Increase in phosphorylation of PDK1 and cell survival after acute spinal cord injury

3-Phosphoinositidedependent protein kinase-1 (PDK1), which phosphorylates and activates a group of kinases, plays important roles in cellular metabolism, growth, proliferation and survival. However, the functions of PDK1 in central nervous system (CNS) injury remain an enigma. To elucidate the expressions and possible functions of PDK1 and its phosphorylation in CNS injury and repair, we performed an acute spinal cord injury (SCI) model in adult rats and detected the expression and localization of serine-241 phosphorylated PDK1 (p-PDK1s241).
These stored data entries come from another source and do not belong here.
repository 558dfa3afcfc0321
//! Rate-limited request dispatcher
//!
//! Requests are grouped into buckets by route identity. Each bucket drains its
//! queue with at most one worker task at a time, so requests in one bucket go
//! out strictly in submission order while different buckets run in parallel.

mod bucket;
mod clock;

pub use bucket::BucketSnapshot;
pub use clock::{local_now_ms, parse_http_date, ClockOffset};

use async_trait::async_trait;
use dashmap::DashMap;
use serde_json::Value;
use std::sync::Arc;
use std::time::Duration;
use tokio::sync::oneshot;

use self::bucket::{retry_after_ms, Bucket, Entry};
use crate::client::HttpClient;
use crate::endpoint::Route;
use crate::error::HttpError;
use crate::request::{HttpRequest, HttpResponse, RequestFactory, RequestFlags};
use crate::transport::HttpTransport;

/// Default idle time after which an unused bucket is dropped
pub const DEFAULT_BUCKET_IDLE: Duration = Duration::from_secs(300);

struct Inner {
    factory: RequestFactory,
    transport: Arc<dyn HttpTransport>,
    buckets: DashMap<String, Arc<Bucket>>,
    clock: Arc<ClockOffset>,
    idle_ttl: Duration,
}

/// Queues requests per route identity and honors the server's rate limits
#[derive(Clone)]
pub struct RateLimitedDispatcher {
    inner: Arc<Inner>,
}

impl RateLimitedDispatcher {
    /// Create a dispatcher sharing the process-wide clock offset
    #[must_use]
    pub fn new(factory: RequestFactory, transport: Arc<dyn HttpTransport>, idle_ttl: Duration) -> Self {
        Self::with_clock(factory, transport, idle_ttl, ClockOffset::process())
    }

    /// Create a dispatcher with its own clock offset
    #[must_use]
    pub fn with_clock(
        factory: RequestFactory,
        transport: Arc<dyn HttpTransport>,
        idle_ttl: Duration,
        clock: Arc<ClockOffset>,
    ) -> Self {
        Self {
            inner: Arc::new(Inner {
                factory,
                transport,
                buckets: DashMap::new(),
                clock,
                idle_ttl,
            }),
        }
    }

    pub fn clock(&self) -> &ClockOffset {
        &self.inner.clock
    }

    /// Number of live buckets
    pub fn bucket_count(&self) -> usize {
        self.inner.buckets.len()
    }

    /// State of the bucket for `identity`, if one exists
    pub fn bucket_snapshot(&self, identity: &str) -> Option<BucketSnapshot> {
        self.inner.buckets.get(identity).map(|b| b.snapshot())
    }

    /// Queue `request` in the bucket for `identity` and wait for its response.
    ///
    /// 429 answers are retried transparently; the result is the first non-429
    /// response or the transport error that ended the attempt.
    pub async fn submit(&self, identity: &str, request: HttpRequest) -> Result<HttpResponse, HttpError> {
        self.evict_idle();

        let bucket = self.bucket(identity);
        let (responder, response) = oneshot::channel();
        if bucket.enqueue(Entry { request, responder }) {
            tracing::trace!(route = %identity, "Starting bucket worker");
            tokio::spawn(drain(Arc::clone(&self.inner), bucket));
        }

        response.await.map_err(|_| HttpError::WorkerDropped)?
    }

    fn bucket(&self, identity: &str) -> Arc<Bucket> {
        let entry = self
            .inner
            .buckets
            .entry(identity.to_string())
            .or_insert_with(|| Arc::new(Bucket::new(identity)));
        // Touch while the shard is locked so a concurrent sweep sees it
        entry.touch();
        Arc::clone(entry.value())
    }

    /// Drop buckets that hold no work and have been idle for the TTL
    pub fn evict_idle(&self) {
        let ttl = self.inner.idle_ttl;
        self.inner.buckets.retain(|identity, bucket| {
            let keep = !bucket.is_idle(ttl);
            if !keep {
                tracing::trace!(route = %identity, "Evicting idle bucket");
            }
            keep
        });
    }
}

/// Worker loop for one bucket. Exits once the queue is empty.
async fn drain(inner: Arc<Inner>, bucket: Arc<Bucket>) {
    while let Some(request) = bucket.peek_or_release() {
        if let Some(delay) = bucket.delay(&inner.clock) {
            tracing::debug!(
                route = %bucket.identity(),
                delay_ms = delay.as_millis() as u64,
                "Bucket exhausted, waiting for reset"
            );
            tokio::time::sleep(delay).await;
        }

        match inner.transport.execute(request).await {
            Ok(response) => {
                inner.clock.observe(&response);

                if response.is_rate_limited() {
                    let retry_after = retry_after_ms(&response);
                    tracing::warn!(
                        route = %bucket.identity(),
                        retry_after_ms = retry_after,
                        "Rate limited, request stays queued"
                    );
                    bucket.rate_limited(retry_after, &inner.clock);
                    continue;
                }

                bucket.update(&response);
                if let Some(entry) = bucket.pop() {
                    // The caller may have stopped waiting
                    let _ = entry.responder.send(Ok(response));
                }
            }
            Err(err) => {
                tracing::error!(route = %bucket.identity(), error = %err, "Request failed");
                if let Some(entry) = bucket.pop() {
                    let _ = entry.responder.send(Err(err));
                }
            }
        }
    }
    tracing::trace!(route = %bucket.identity(), "Bucket worker finished");
}

#[async_trait]
impl HttpClient for RateLimitedDispatcher {
    async fn execute(
        &self,
        route: Route,
        body: Option<Value>,
        flags: RequestFlags,
    ) -> Result<HttpResponse, HttpError> {
        let request = self.inner.factory.prepare(&route, body.as_ref(), flags);
        self.submit(&route.identity, request).await
    }
}
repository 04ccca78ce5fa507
// src/utils/mod.rs
pub mod error;
pub mod logging;

pub use error::AppError; // Re-export main error type for convenience
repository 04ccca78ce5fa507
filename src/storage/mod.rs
// src/storage/mod.rs
use std::ffi::OsStr;
use std::fs;
use std::path::{Path, PathBuf};

use serde_json::Value;

use crate::utils::error::StorageError;

/// Number of leading non-blank lines probed when sniffing for NDJSON.
const NDJSON_PROBE_LINES: usize = 10;

pub struct StorageManager {
    base_dir: PathBuf,
}

impl StorageManager {
    /// Creates a new StorageManager with the specified base directory
    pub fn new<P: AsRef<Path>>(base_dir: P) -> Result<Self, StorageError> {
        let base_path = base_dir.as_ref().to_path_buf();

        // Create the base directory if it doesn't exist
        if !base_path.exists() {
            fs::create_dir_all(&base_path)
                .map_err(|e| StorageError::io(&base_path, e))?;
        }

        Ok(Self { base_dir: base_path })
    }

    pub fn base_dir(&self) -> &Path {
        &self.base_dir
    }

    /// Output location for an input file: same file name, under the base dir.
    pub fn output_path_for(&self, input: &Path) -> PathBuf {
        match input.file_name() {
            Some(name) => self.base_dir.join(name),
            None => self.base_dir.join("output.json"),
        }
    }

    /// Saves a document under the base directory
    pub fn save_document(&self, file_name: &str, value: &Value) -> Result<PathBuf, StorageError> {
        let file_path = self.base_dir.join(file_name);
        write_json(&file_path, value)?;
        Ok(file_path)
    }
}

/// Heuristic NDJSON detection: more than one non-blank line, and each of the
/// first few non-blank lines parses as JSON on its own.
pub fn is_probably_ndjson(text: &str) -> bool {
    let lines: Vec<&str> = text.lines().map(str::trim).filter(|l| !l.is_empty()).collect();
    if lines.len() <= 1 {
        return false;
    }
    lines
        .iter()
        .take(NDJSON_PROBE_LINES)
        .all(|line| serde_json::from_str::<Value>(line).is_ok())
}

/// Position of a syntax error within the source text.
#[derive(Debug, Clone, PartialEq, Eq)]
pub struct ParseFailure {
    pub line: usize,
    pub column: usize,
    pub message: String,
}

/// Parses either a single JSON document or NDJSON. NDJSON becomes an array
/// of the per-line values; error lines refer to the original text.
pub fn parse_input(text: &str) -> Result<Value, ParseFailure> {
    if is_probably_ndjson(text) {
        let mut docs = Vec::new();
        for (index, line) in text.lines().enumerate() {
            let trimmed = line.trim();
            if trimmed.is_empty() {
                continue;
            }
            let indent = line.len() - line.trim_start().len();
            let doc: Value = serde_json::from_str(trimmed).map_err(|e| ParseFailure {
                line: index + 1,
                column: e.column() + indent,
                message: error_message(&e),
            })?;
            docs.push(doc);
        }
        return Ok(Value::Array(docs));
    }

    serde_json::from_str(text).map_err(|e| ParseFailure {
        line: e.line(),
        column: e.column(),
        message: error_message(&e),
    })
}

/// serde_json's message without its trailing " at line X column Y"; the
/// position is kept separately.
fn error_message(e: &serde_json::Error) -> String {
    let text = e.to_string();
    let position = format!(" at line {} column {}", e.line(), e.column());
    match text.strip_suffix(&position) {
        Some(message) => message.to_string(),
        None => text,
    }
}

/// Reads and parses one input file.
pub fn load_input(path: &Path) -> Result<Value, StorageError> {
    let text = fs::read_to_string(path).map_err(|e| StorageError::io(path, e))?;
    parse_input(&text).map_err(|failure| StorageError::Json {
        path: path.to_path_buf(),
        line: failure.line,
        column: failure.column,
        message: failure.message,
    })
}

/// Pretty-prints `value` to `path` (2-space indent, non-ASCII unescaped),
/// creating parent directories as needed.
pub fn write_json(path: &Path, value: &Value) -> Result<(), StorageError> {
    if let Some(parent) = path.parent().filter(|p| !p.as_os_str().is_empty()) {
        if !parent.exists() {
            fs::create_dir_all(parent).map_err(|e| StorageError::io(parent, e))?;
        }
    }

    let mut text = serde_json::to_string_pretty(value)
        .map_err(|e| StorageError::Serialization(e.to_string()))?;
    text.push('\n');

    fs::write(path, text).map_err(|e| StorageError::io(path, e))?;
    tracing::debug!("Wrote {}", path.display());
    Ok(())
}

/// Lists `*.json` files directly inside `dir`, sorted by name. Files whose
/// name starts with `skip_prefix` are left out.
pub fn list_json_files(dir: &Path, skip_prefix: Option<&str>) -> Result<Vec<PathBuf>, StorageError> {
    let entries = fs::read_dir(dir).map_err(|e| StorageError::io(dir, e))?;

    let mut files = Vec::new();
    for entry in entries {
        let path = entry.map_err(|e| StorageError::io(dir, e))?.path();
        if !path.is_file() || path.extension() != Some(OsStr::new("json")) {
            continue;
        }
        let skipped = match (skip_prefix, path.file_name().and_then(OsStr::to_str)) {
            (Some(prefix), Some(name)) => name.starts_with(prefix),
            _ => false,
        };
        if !skipped {
            files.push(path);
        }
    }
    files.sort();
    Ok(files)
}

#[cfg(test)]
mod tests {
    use super::*;
    use serde_json::json;

    #[test]
    fn single_line_is_not_ndjson() {
        assert!(!is_probably_ndjson(r#"{"a": 1}"#));
        assert!(!is_probably_ndjson("\n\n  {\"a\": 1}  \n"));
    }

    #[test]
    fn pretty_json_is_not_ndjson() {
        let text = "{\n  \"company_name\": \"Acme\",\n  \"parts\": {}\n}\n";
        assert!(!is_probably_ndjson(text));
        assert_eq!(parse_input(text).unwrap()["company_name"], "Acme");
    }

    #[test]
    fn object_lines_are_ndjson() {
        let text = "{\"company_name\": \"A\"}\n\n{\"company_name\": \"B\"}\n";
        assert!(is_probably_ndjson(text));
        assert_eq!(
            parse_input(text).unwrap(),
            json!([{"company_name": "A"}, {"company_name": "B"}])
        );
    }

    #[test]
    fn ndjson_error_reports_file_line() {
        let mut lines: Vec<String> = (0..12).map(|i| format!("{{\"n\": {}}}", i)).collect();
        lines.push("{\"n\": oops}".to_string());
        let failure = parse_input(&lines.join("\n")).unwrap_err();

        assert_eq!(failure.line, 13);
    }

    #[test]
    fn document_error_reports_position() {
        let failure = parse_input("{\n  \"a\": 1,\n  \"b\" 2\n}").unwrap_err();
        assert_eq!(failure.line, 3);
        assert_eq!(failure.message, "expected `:`");
    }

    #[test]
    fn ndjson_error_column_counts_leading_whitespace() {
        let good: Vec<String> = (0..10).map(|i| format!("{{\"n\": {}}}", i)).collect();
        let plain = parse_input(&format!("{}\n{{\"n\": oops}}", good.join("\n"))).unwrap_err();
        let indented = parse_input(&format!("{}\n   {{\"n\": oops}}", good.join("\n"))).unwrap_err();

        assert_eq!(indented.line, 11);
        assert_eq!(indented.column, plain.column + 3);
        assert!(!indented.message.contains("at line"));
    }

    #[test]
    fn load_error_states_position_once() {
        let dir = tempfile::tempdir().unwrap();
        let path = dir.path().join("trailing.json");
        fs::write(&path, "{\"a\": 1}\n}}}").unwrap();

        let text = load_input(&path).unwrap_err().to_string();
        assert!(text.contains("at line 2,"), "{}", text);
        assert!(text.ends_with(": trailing characters"), "{}", text);
    }

    #[test]
    fn write_then_load_keeps_unicode_unescaped() {
        let dir = tempfile::tempdir().unwrap();
        let path = dir.path().join("nested").join("out.json");
        write_json(&path, &json!({"company_name": "Société Générale"})).unwrap();

        let text = fs::read_to_string(&path).unwrap();
        assert!(text.contains("Société Générale"));
        assert!(text.contains("\n  \"company_name\""));
        assert_eq!(load_input(&path).unwrap()["company_name"], "Société Générale");
    }

    #[test]
    fn load_input_names_missing_file() {
        let err = load_input(Path::new("/nonexistent/filing.json")).unwrap_err();
        assert!(matches!(err, StorageError::Io { .. }));
        assert!(err.to_string().contains("/nonexistent/filing.json"));
    }

    #[test]
    fn lists_sorted_json_files_with_skip_prefix() {
        let dir = tempfile::tempdir().unwrap();
        for name in ["b.json", "a.json", "example_template.json", "notes.txt"] {
            fs::write(dir.path().join(name), "{}").unwrap();
        }
        let files = list_json_files(dir.path(), Some("example")).unwrap();
        let names: Vec<_> = files.iter().map(|p| p.file_name().unwrap().to_str().unwrap()).collect();

        assert_eq!(names, ["a.json", "b.json"]);
    }

    #[test]
    fn storage_manager_maps_output_names() {
        let dir = tempfile::tempdir().unwrap();
        let storage = StorageManager::new(dir.path().join("out")).unwrap();

        assert!(storage.base_dir().exists());
        assert_eq!(
            storage.output_path_for(Path::new("/in/AAPL_10k.json")),
            dir.path().join("out").join("AAPL_10k.json")
        );
    }
}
Western blot and immunohistochemistry showed that serine-241 phosphorylated PDK1 (p-PDK1s241) started increasing by 6 h after damage and peaked at 12 h, then declined to basal levels by 3 days after injury. Immunohistochemical staining also revealed subcellular localization changes of p-PDK1s241 staining between nucleus and cytoplasm after injury including neurons and glial cells. Double immunofluorescence labeling suggested that p-PDK1s241 primarily localizes in neurons and oligodendrocytes. It might also be expressed in other glial cells of spinal cord tissues within 2 mm from the epicenter at 12 h post-injury. Moreover, double staining indicated that p-PDK1s241 and active caspase-3 showed different cellular distributions after SCI. Together with previous reports, we hypothesize that phosphorylation of PDK1 may be associated with cell survival and suggest PDK1 as a novel target for neuroprotection and functional repair in SCI.